Imbalances

Saturday, August 22, 2009

















Fred Bergsten and Arvind Subramanian lay it out:

The Obama administration is increasingly signalling that the US will not continue to be the world’s consumer and importer of last resort. The clearest statements came last month from Larry Summers , White House economics director, in a speech at the Peterson Institute for International Economics and in an interview with the Financial Times. The US, he said, must become an export-oriented rather than a consumption-based economy and must rely on real engineering rather than financial wizardry. Tim Geithner, the US Treasury secretary, and other top officials have spoken similarly of rebalancing US growth.
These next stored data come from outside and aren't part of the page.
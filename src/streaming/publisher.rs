//! Fused-telemetry publisher.
//!
//! On a fixed cadence (never faster than once per ten seconds) the publisher
//! snapshots every channel, composes one [`TelemetryFrame`] and emits its
//! shards fire-and-forget to the configured peer. The frame always goes out
//! on cadence: dead channels ride along as state bytes plus sentinel values
//! so consumers can distinguish "no data" from "zero".

use super::wire::{self, TelemetryFrame};
use super::wea_json;
use crate::config::PdxpConfig;
use crate::error::Result;
use crate::transport::UdpLink;
use crate::types::{ChannelState, CloudMap, SkySample, WeatherSample, WIRE_STATE_OFFLINE};
use std::net::{SocketAddr, ToSocketAddrs};
use std::path::PathBuf;
use std::sync::atomic::{AtomicBool, Ordering};
use std::sync::Arc;
use std::thread::JoinHandle;
use std::time::{Duration, Instant};

/// Floor on the publish period, seconds.
const MIN_CADENCE_SECS: u64 = 10;

/// One coherent view across every channel, taken at composition time.
/// `None` components are not running at all (wire state OFFLINE).
pub struct TelemetrySnapshot {
    pub weather: Option<WeatherSample>,
    pub sqm: Option<SkySample>,
    /// The SQM's TCP session is currently open
    pub sqm_connected: bool,
    pub cloud: Option<Arc<CloudMap>>,
    /// The camera pipeline reports a working state; a failed camera poisons
    /// the cloud channel because the reducer has nothing to process
    pub camera_healthy: bool,
}

pub type SnapshotFn = Box<dyn Fn() -> TelemetrySnapshot + Send>;

/// Compose the wire frame from one snapshot.
pub fn compose_frame(snap: &TelemetrySnapshot, sid: u32, timezone_hours: i32) -> TelemetryFrame {
    let (date, time) = wire::now_local(timezone_hours);
    let mut frame = TelemetryFrame::sentinel(sid, date, time);

    match snap.weather.as_ref() {
        None => frame.wea_state = WIRE_STATE_OFFLINE,
        Some(wea) => {
            frame.wea_state = wea.state.wire_code();
            if wea.state == ChannelState::Ok {
                if let Some((d, t)) = wire::utc_str_to_local(&wea.utc, timezone_hours) {
                    frame.wea_date = d;
                    frame.wea_time = t;
                }
                frame.temp = (wea.temperature * 10.0).round() as i16;
                frame.humidity = (wea.humidity * 10.0).round() as u16;
                frame.airpres = (wea.pressure * 10.0).round() as u16;
                frame.windspd = (wea.wind_speed * 10.0).round() as u16;
                frame.winddir = wea.wind_dir * 10;
                frame.rainfall = wea.rain;
            }
        }
    }

    match snap.sqm.as_ref() {
        None => frame.sqm_state = WIRE_STATE_OFFLINE,
        Some(sky) => {
            frame.sqm_state = if !snap.sqm_connected {
                ChannelState::NotConnected.wire_code()
            } else {
                sky.state.wire_code()
            };
            if frame.sqm_state == 0 {
                if let Some((d, t)) = wire::utc_str_to_local(&sky.utc, timezone_hours) {
                    frame.sqm_date = d;
                    frame.sqm_time = t;
                }
                frame.sqm_bkmag = (sky.mpsas * 100.0).round() as i16;
            }
        }
    }

    match snap.cloud.as_ref() {
        None => frame.cloud_state = WIRE_STATE_OFFLINE,
        Some(map) => {
            frame.cloud_state = if !snap.camera_healthy {
                1 // the producing device is down
            } else {
                match map.state {
                    ChannelState::Ok => 0,
                    ChannelState::NotConnected | ChannelState::NoData => 1,
                    ChannelState::Stale => 2,
                }
            };
            if frame.cloud_state == 0 {
                if let Some((d, t)) = wire::utc_str_to_local(&map.utc, timezone_hours) {
                    frame.cloud_date = d;
                    frame.cloud_time = t;
                }
                frame.cloud_percent = map.cover_per_mille();
                frame.azi_step = (map.az_step * 10.0).round() as u32;
                frame.alt_step = (map.el_step * 10.0).round() as u32;
                frame.zones = map
                    .zones
                    .iter()
                    .map(|z| {
                        (
                            (z.azimuth * 10.0).round() as i32,
                            (z.elevation * 10.0).round() as i32,
                            z.level,
                        )
                    })
                    .collect();
            }
        }
    }

    frame
}

pub struct TelemetryPublisher {
    shutdown: Arc<AtomicBool>,
    handle: Option<JoinHandle<()>>,
}

impl TelemetryPublisher {
    pub fn spawn(
        config: PdxpConfig,
        timezone_hours: i32,
        sample_dir: PathBuf,
        device_id: String,
        cycle_secs: u64,
        snapshot: SnapshotFn,
    ) -> Result<Self> {
        let shutdown = Arc::new(AtomicBool::new(false));
        let peer: SocketAddr = (config.host.as_str(), config.port)
            .to_socket_addrs()
            .map_err(|e| crate::error::Error::Config(format!("pdxp peer: {}", e)))?
            .next()
            .ok_or_else(|| {
                crate::error::Error::Config(format!("pdxp peer {} did not resolve", config.host))
            })?;
        let link = UdpLink::open(0)?;

        let handle = {
            let shutdown = Arc::clone(&shutdown);
            std::thread::Builder::new()
                .name("pdxp".to_string())
                .spawn(move || {
                    run(
                        link, peer, config, timezone_hours, sample_dir, device_id, cycle_secs,
                        snapshot, shutdown,
                    )
                })
                .map_err(|e| crate::error::Error::Other(format!("spawn pdxp: {}", e)))?
        };

        Ok(Self {
            shutdown,
            handle: Some(handle),
        })
    }

    pub fn stop(&mut self) {
        self.shutdown.store(true, Ordering::Relaxed);
        if let Some(h) = self.handle.take() {
            let _ = h.join();
        }
        log::info!("Telemetry publisher: stopped");
    }
}

impl Drop for TelemetryPublisher {
    fn drop(&mut self) {
        self.stop();
    }
}

#[allow(clippy::too_many_arguments)]
fn run(
    link: UdpLink,
    peer: SocketAddr,
    config: PdxpConfig,
    timezone_hours: i32,
    sample_dir: PathBuf,
    device_id: String,
    cycle_secs: u64,
    snapshot: SnapshotFn,
    shutdown: Arc<AtomicBool>,
) {
    let cadence = Duration::from_secs(cycle_secs.max(MIN_CADENCE_SECS));
    let mut pno: u32 = 0;
    let mut deadline = Instant::now() + cadence;
    log::info!("Telemetry publisher: {} every {:?}", peer, cadence);

    while !shutdown.load(Ordering::Relaxed) {
        // interruptible wait to the absolute deadline
        while Instant::now() < deadline {
            if shutdown.load(Ordering::Relaxed) {
                return;
            }
            std::thread::sleep(Duration::from_millis(100).min(deadline - Instant::now()));
        }
        deadline += cadence;
        if Instant::now() - deadline > cadence {
            deadline = Instant::now() + cadence;
        }

        let snap = snapshot();
        let frame = compose_frame(&snap, config.source_id, timezone_hours);
        for packet in frame.encode_packets(&mut pno) {
            if let Err(e) = link.send_to(&packet, peer) {
                log::warn!("pdxp send failed: {}", e);
            }
        }
        log::debug!(
            "pdxp frame sent: wea={} sqm={} cloud={} zones={}",
            frame.wea_state,
            frame.sqm_state,
            frame.cloud_state,
            frame.zones.len()
        );

        if config.wea_json {
            if let Some(map) = snap.cloud.as_ref() {
                if let Err(e) = wea_json::save_wea(
                    &sample_dir,
                    &device_id,
                    snap.weather.as_ref(),
                    snap.sqm.as_ref(),
                    map,
                ) {
                    log::warn!("wea json: {}", e);
                }
            }
        }
    }
}

#[cfg(test)]
mod tests {
    use super::*;
    use crate::types::CloudZone;

    fn ok_weather() -> WeatherSample {
        let mut wea = WeatherSample::offline();
        wea.state = ChannelState::Ok;
        wea.utc = "2026-08-02T14:30:00".to_string();
        wea.temperature = -5.5;
        wea.humidity = 42.0;
        wea.pressure = 554.5;
        wea.wind_speed = 3.2;
        wea.wind_dir = 270;
        wea.rain = 1;
        wea
    }

    fn ok_cloud() -> Arc<CloudMap> {
        let mut map = CloudMap::empty();
        map.state = ChannelState::Ok;
        map.utc = "2026-08-02T14:29:00".to_string();
        map.az_step = 30.0;
        map.el_step = 20.0;
        for i in 0..10 {
            map.zones.push(CloudZone {
                azimuth: i as f64 * 30.0,
                elevation: 60.0,
                level: if i < 4 { 9 } else { 0 },
            });
        }
        Arc::new(map)
    }

    #[test]
    fn all_channels_offline_yields_sentinels() {
        let snap = TelemetrySnapshot {
            weather: None,
            sqm: None,
            sqm_connected: false,
            cloud: None,
            camera_healthy: false,
        };
        let frame = compose_frame(&snap, 7, 8);
        assert_eq!(frame.wea_state, WIRE_STATE_OFFLINE);
        assert_eq!(frame.sqm_state, WIRE_STATE_OFFLINE);
        assert_eq!(frame.cloud_state, WIRE_STATE_OFFLINE);
        assert_eq!(frame.temp, i16::MAX);
        assert_eq!(frame.cloud_percent, u16::MAX);
        assert!(frame.zones.is_empty());
    }

    #[test]
    fn healthy_channels_carry_scaled_values() {
        let mut sky = SkySample::offline();
        sky.state = ChannelState::Ok;
        sky.utc = "2026-08-02T14:30:10".to_string();
        sky.mpsas = 21.37;

        let snap = TelemetrySnapshot {
            weather: Some(ok_weather()),
            sqm: Some(sky),
            sqm_connected: true,
            cloud: Some(ok_cloud()),
            camera_healthy: true,
        };
        let frame = compose_frame(&snap, 7, 8);
        assert_eq!(frame.wea_state, 0);
        assert_eq!(frame.temp, -55);
        assert_eq!(frame.humidity, 420);
        assert_eq!(frame.airpres, 5545);
        assert_eq!(frame.windspd, 32);
        assert_eq!(frame.winddir, 2700);
        assert_eq!(frame.rainfall, 1);
        assert_eq!(frame.sqm_state, 0);
        assert_eq!(frame.sqm_bkmag, 2137);
        assert_eq!(frame.cloud_state, 0);
        assert_eq!(frame.cloud_percent, 400); // 4 of 10 zones at level >= 7
        assert_eq!(frame.azi_step, 300);
        assert_eq!(frame.zones.len(), 10);
        assert_eq!(frame.zones[1], (300, 600, 9));
    }

    #[test]
    fn disconnected_sqm_overrides_sample_state() {
        let mut sky = SkySample::offline();
        sky.state = ChannelState::Ok;
        let snap = TelemetrySnapshot {
            weather: None,
            sqm: Some(sky),
            sqm_connected: false,
            cloud: None,
            camera_healthy: false,
        };
        let frame = compose_frame(&snap, 7, 0);
        assert_eq!(frame.sqm_state, 1);
        assert_eq!(frame.sqm_bkmag, i16::MAX);
    }

    #[test]
    fn sick_camera_poisons_the_cloud_channel() {
        let snap = TelemetrySnapshot {
            weather: None,
            sqm: None,
            sqm_connected: false,
            cloud: Some(ok_cloud()),
            camera_healthy: false,
        };
        let frame = compose_frame(&snap, 7, 0);
        assert_eq!(frame.cloud_state, 1);
        assert_eq!(frame.cloud_percent, u16::MAX);
        assert!(frame.zones.is_empty());
    }

    #[test]
    fn stale_map_reads_no_data_on_the_wire() {
        let mut map = (*ok_cloud()).clone();
        map.state = ChannelState::Stale;
        let snap = TelemetrySnapshot {
            weather: None,
            sqm: None,
            sqm_connected: false,
            cloud: Some(Arc::new(map)),
            camera_healthy: true,
        };
        let frame = compose_frame(&snap, 7, 0);
        assert_eq!(frame.cloud_state, 2);
    }
}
The logic of this new US position is not just economic. It is also strategic. Mr Summers has previously remarked on the tension between superpower status and net foreign indebtedness. US influence can be compromised if it is dependent on foreign investors to bail out its financial sector (as in the early part of this crisis) or to finance its fiscal profligacy (as China and other surplus countries have been doing for a long time)...

This long-run vision for US growth entails greater exports and probably a smaller current account deficit...

Redirecting resources away from finance and consumption towards exports and investment will require relative price shifts, for which the dollar has to move down...

If the US will not run large and persistent current account deficits, countries such as China, and probably Germany and Japan, will not be able to run large and persistent current account surpluses. They will not be able to rely on export-led growth...

But there is no guarantee that this process will continue...China has again been preventing the renminbi from strengthening and the jury is still out on whether the country intends to depart from its mercantilist growth strategy...

Put starkly, Mr Summers has stated that China can no longer behave like China because the US intends to behave much more like China. The world economy cannot have two, or even one-and-a-half, Chinese growth strategies from its two most important economies. Which will prevail?
A couple points I'd like to make here. The first is that the current-account deficit (how much our country borrows from foreign countries) is influenced by the U.S. budget deficit (how much our government borrows from both abroad and home). If we really want to correct global imbalances - if we really want to shift to an export-based economy, as we must do to avoid a long period of stagnation - then we can't be borrowing trillions of dollars a year. It's that simple. That's why I was hoping that the stimulus bill would have contained fewer tax cuts and more infrastructure spending - we need to spend our country's money on things that increase the tax base (and therefore pay for themselves in the long term). Tax cuts don't get us anything we can use tomorrow. Infrastructure does.

And this is also why I'm leery of doing universal health care coverage now.
Reducing costs in the health sector is extremely important - crucial, even - for our economic performance. Cost reduction is a reform that pays for itself. But expanded coverage is probably going to cost money. And since it's politically impossible to raise the necessary taxes right now, that money will come from deficit spending. I.e., we will borrow (unsustainably) from China to give health care to a bunch of people who can't afford it - health care that will vanish like smoke when China stops lending us money and we are forced to either cut the budget or default on our debt. If we reduced costs to the point where universal coverage was affordable, it would be a different story. But that does not appear to be what the Democrats are aiming for. And I'm extremely skeptical of the argument that a public option will itself reduce costs (except maybe in the long term, which woul be too late).

My second point here is that we're starting to understand why mercantilism is important. Economists are taught to think that mercantilism - trying to make your country rich by forcing other countries to buy your exports - is inefficient. But a small but growing chorus of economists is now pushing the idea that
mercantilism is useful for poor, developing countries, as long as rich countries accomodate it by running big current-account deficits. By providing a guaranteed market for a poor country's exports (think: what we did for Europe and Japan after WW2), rich countries can help the poor countries maintain the sustained investment needed for them to catch up technologically.

But when the rich "deficit" countries are no longer big enough to absorb an ever-rising amount of poor-country exports (e.g. when the poor country is 4.5 times the size of the rich country!), the strategy no longer works. We have reached this point with China, and we have suffered the consequences; as China continues to try to ram exports down our throat that we can no longer swallow, the money that they lend us to buy their goods has encouraged destructive bubbles, and the undervaluation of their currency has destroyed American export industries that, in an efficient world, would not have been destroyed. This must end.


But if it doesn't end, what are we going to do? Throwing up trade barriers against Chinese goods might be bad for our economy and theirs, but it will be worse for theirs - and thus, it may be our only way to force China to revalue its currency. It would be a desperate ploy, but if it worked, it would be good for everyone concerned in the medium and long term. We may be running out of other options.